HIPAA De-Identification Explained: What You Must Remove and Why

Kevin Henry

HIPAA

May 03, 2024

8 minutes read
Share this article
HIPAA De-Identification Explained: What You Must Remove and Why

When you share health data outside your organization, HIPAA de-identification ensures individuals cannot be identified. Two compliant pathways exist—Safe Harbor and Expert Determination—and both aim to reduce the risk of re-identification while preserving analytical value. This guide explains exactly what you must remove, how to treat geographic and date elements, and when specialized methods or Limited Data Sets with a Data Use Agreement make sense for your use case.

Safe Harbor Method Requirements

The Safe Harbor Method requires you to remove a specific list of identifiers from each record and to have no actual knowledge that the remaining information could identify an individual. It is straightforward, rules-based, and well-suited when you can tolerate coarse geography and limited temporal detail.

What Safe Harbor Demands

  • Remove the 18 enumerated identifiers from all records, including free text and embedded metadata.
  • Retain only state-level geography (or three-digit ZIP Codes meeting the population rule) and years for dates, with a special rule for individuals aged 90 and over.
  • Do not include codes derived from identifiers (for example, a hashed SSN); if you need re-linkage, use a random code and store the codebook separately.
  • Confirm you do not have actual knowledge that the data could still identify a person when combined with other information you reasonably possess.

Practical Steps to Implement

  • Inventory all fields, including notes, images, documents, and logs.
  • Strip direct contact fields; generalize geographic subdivisions; convert dates to year; aggregate ages 90+ to a single category.
  • Redact identifiers in free text using pattern and dictionary-based detection plus manual spot checks.
  • Validate outputs with sampling and attempt re-identification tests aligned to your data release context.

Expert Determination Approach

The Expert Determination pathway relies on a qualified expert who applies statistical and scientific principles to conclude that the risk of re-identification is very small for the anticipated data use. It is preferred when you need more granular data than Safe Harbor allows.

What the Expert Does

  • Profiles the dataset and external data environments to understand linkage risks.
  • Applies transformations—generalization, suppression, noise addition, data swapping, or controlled date shifting—to meet a defined risk threshold.
  • Documents methods, assumptions, and residual risk for the specific release and audience.

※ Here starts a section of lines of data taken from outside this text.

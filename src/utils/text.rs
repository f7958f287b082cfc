use regex::Regex;
use std::sync::LazyLock;

static WHITESPACE: LazyLock<Regex> = LazyLock::new(|| Regex::new(r"\s+").unwrap());
static URLS: LazyLock<Regex> =
    LazyLock::new(|| Regex::new(r"(?:https?://|www\.)\S+").unwrap());

/// Collapse whitespace runs into single spaces and trim the ends.
pub fn normalize_whitespace(text: &str) -> String {
    WHITESPACE.replace_all(text.trim(), " ").into_owned()
}

/// Lowercase, drop URLs and collapse whitespace.
pub fn clean_review_text(text: &str) -> String {
    let lowered = text.to_lowercase();
    let stripped = URLS.replace_all(&lowered, "");
    normalize_whitespace(&stripped)
}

When to Choose Expert Determination

Use this approach when you need finer geography, more detailed timelines, or rare-condition data that Safe Harbor would over-suppress. Many organizations pair Expert Determination with governance measures like Data Use Agreements to further reduce the practical Risk of Re-Identification.

List of 18 Identifiers to Remove

  1. Names.
  2. All geographic subdivisions smaller than a state, including street address, city, county, precinct, ZIP Code, and equivalent geocodes (except permitted three-digit ZIP Codes; see Geographic Data Handling).
  3. All elements of dates (except year) for dates directly related to an individual (for example, birth, admission, discharge, death) and all ages over 89, including any date elements indicative of such age; ages 90+ must be grouped into a single category.
  4. Telephone numbers.
  5. Fax numbers.
  6. Email addresses.
  7. Social Security numbers.
  8. Medical record numbers.
  9. Health plan beneficiary numbers.
  10. Account numbers.
  11. Certificate/license numbers.
  12. Vehicle identifiers and serial numbers, including license plate numbers.
  13. Device identifiers and serial numbers.
  14. Web URLs.
  15. IP address numbers.
  16. Biometric identifiers (for example, fingerprints, voiceprints).
  17. Full-face photographic images and any comparable images.
  18. Any other unique identifying number, characteristic, or code (except a non-derivable re-identification code maintained separately).

Geographic Data Handling

Under Safe Harbor, you must remove geographic subdivisions smaller than a state. That means no street addresses, cities, counties, precincts, or precise geocodes. Latitude/longitude and exact facility coordinates must be excluded.

Three-Digit ZIP Code Rule

  • You may include the first three digits of a ZIP Code only if the aggregated area of all ZIP Codes sharing those three digits has a population of more than 20,000.
  • If the population threshold is not met, replace the three-digit ZIP with 000.
  • State, region, or country-level indicators are generally acceptable; avoid disclosing small Geographic Subdivisions that narrow to specific neighborhoods or facilities.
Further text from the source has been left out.